=== Material for this task ===
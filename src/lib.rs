//! pricescout: periodic price collection with versioned publication.
//!
//! A run has two sequential stages:
//!
//! 1. **Collection** ([`core::collect::Collector`]): every configured store is
//!    dispatched to the scrape strategy registered for its type
//!    ([`registry::StrategyRegistry`], [`plugins`]). Stores are scraped one at a
//!    time with respectful pauses; one store failing never aborts the run.
//! 2. **Publication** ([`core::publish::Publisher`]): the aggregated
//!    observations become a [`core::snapshot::Snapshot`], written as
//!    `<prefix>/pricing_data_<stamp>.json` into a throwaway clone
//!    ([`core::workspace`]) and pushed. A non-fast-forward rejection is
//!    retried once after a rebase; identical content is a successful no-op.
//!
//! # Exit contract
//!
//! `pricescout run` prints the public file URL and exits 0, or prints
//! [`FAILURE_SENTINEL`] and exits 1. Missing credentials and malformed input
//! exit 1 before any network activity.
//!
//! # Crate Structure
//!
//! - [`core`]: records, boundaries (HTTP, HTML, git), orchestration, publishing
//! - [`plugins`]: per-store scrape strategies
//! - [`registry`]: strategy lookup by store-type identifier

pub mod core;
pub mod plugins;
pub mod registry;

mod cli;

use std::process::ExitCode;

use clap::Parser;
use tracing::{error, info};

use cli::{Cli, Command, InputCli, RunCli};
use core::collect::Collector;
use core::config::{self, Config};
use core::error::{Result, ScoutError};
use core::http::UreqFetcher;
use core::model::{CollectionInput, PriceObservation};
use core::pacing::ThreadSleeper;
use core::publish::{PublishTarget, Publisher};
use core::remote::RemoteRepo;
use core::snapshot::Snapshot;
use core::vcs::GitCli;
use core::workspace::WorkspaceManager;
use registry::StrategyRegistry;

/// Printed on stdout when a run does not publish anything.
pub const FAILURE_SENTINEL: &str = "SCRAPING_TASK_FAILED_GITHUB";

/// Entry point for the `pricescout` binary.
pub fn run() -> ExitCode {
    let cli = Cli::parse();
    if let Err(e) = core::logging::init(cli.log_level, cli.log_format) {
        eprintln!("failed to initialize logging: {e}");
    }

    let config = match Config::load(cli.config.as_deref()) {
        Ok(config) => config,
        Err(e) => {
            error!("{e}");
            return ExitCode::FAILURE;
        }
    };

    match cli.command {
        Command::Run(args) => run_and_publish(config, args),
        Command::Collect(args) => collect_only(&config, &args),
    }
}

fn run_and_publish(config: Config, args: RunCli) -> ExitCode {
    let prepared = match prepare(config, &args) {
        Ok(prepared) => prepared,
        Err(e) => {
            error!("{e}");
            return ExitCode::FAILURE;
        }
    };

    match execute(prepared) {
        Some(url) => {
            println!("{url}");
            ExitCode::SUCCESS
        }
        None => {
            println!("{FAILURE_SENTINEL}");
            ExitCode::FAILURE
        }
    }
}

/// Everything a run needs, validated before any network activity.
struct PreparedRun {
    config: Config,
    input: CollectionInput,
    target: PublishTarget,
    token: core::remote::Secret,
}

fn prepare(mut config: Config, args: &RunCli) -> Result<PreparedRun> {
    if let Some(branch) = &args.branch {
        config.publish.branch = branch.clone();
    }
    if let Some(prefix) = &args.path_prefix {
        config.publish.path_prefix = prefix.clone();
    }
    if let Some(name) = &args.git_user_name {
        config.git.user_name = name.clone();
    }
    if let Some(email) = &args.git_user_email {
        config.git.user_email = email.clone();
    }
    if let Some(root) = &args.workspace_root {
        config.git.workspace_root = Some(root.clone());
    }

    let token = config::resolve_token(args.token.as_deref(), |var| std::env::var(var).ok())?;
    let input = parse_input(&args.input)?;

    let remote = RemoteRepo::parse(&args.repo_url)?;
    if !remote.is_https() {
        return Err(ScoutError::ValidationError(
            "repository URL must start with https://".to_string(),
        ));
    }
    core::snapshot::validate_prefix(&config.publish.path_prefix)?;
    if config.publish.branch.trim().is_empty() {
        return Err(ScoutError::ValidationError("branch must not be empty".to_string()));
    }

    let target = PublishTarget {
        remote,
        branch: config.publish.branch.clone(),
        path_prefix: config.publish.path_prefix.clone(),
    };
    Ok(PreparedRun {
        config,
        input,
        target,
        token,
    })
}

fn execute(run: PreparedRun) -> Option<String> {
    let observations = collect(&run.config, &run.input);
    if observations.is_empty() {
        error!("no pricing data scraped; nothing to publish");
        return None;
    }

    let snapshot = Snapshot::now(observations);
    let git = GitCli::new(run.config.git_timeout()).with_secret(run.token.clone());
    let workspaces = WorkspaceManager::new(&git, run.config.workspace_root(), run.config.identity());
    let publisher = Publisher::new(&git, workspaces, run.target, Some(run.token));

    match publisher.publish(snapshot) {
        Ok(report) => Some(report.url),
        Err(failure) => {
            error!(state = %failure.state, "failed to publish pricing data");
            None
        }
    }
}

fn collect_only(config: &Config, args: &InputCli) -> ExitCode {
    let input = match parse_input(args) {
        Ok(input) => input,
        Err(e) => {
            error!("{e}");
            return ExitCode::FAILURE;
        }
    };

    let observations = collect(config, &input);
    match Snapshot::now(observations).to_canonical_json() {
        Ok(bytes) => {
            println!("{}", String::from_utf8_lossy(&bytes));
            ExitCode::SUCCESS
        }
        Err(e) => {
            error!("{e}");
            ExitCode::FAILURE
        }
    }
}

fn parse_input(args: &InputCli) -> Result<CollectionInput> {
    CollectionInput::from_json(&args.location_json, &args.stores_json, &args.products_json)
}

fn collect(config: &Config, input: &CollectionInput) -> Vec<PriceObservation> {
    info!(
        location = %input.location,
        stores = input.stores.len(),
        products = ?input.products,
        "starting collection"
    );
    let registry = StrategyRegistry::with_builtins();
    let fetcher = UreqFetcher::new(&config.http.user_agent, config.http_timeout());
    let sleeper = ThreadSleeper;
    Collector::new(&registry, &fetcher, &sleeper, config.pacing()).run(&input.stores, &input.products)
}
===
== Work instruction ==
Of the lines above, count those containing the word "StrategyRegistry", and give the number by itself.

== Written response ==
3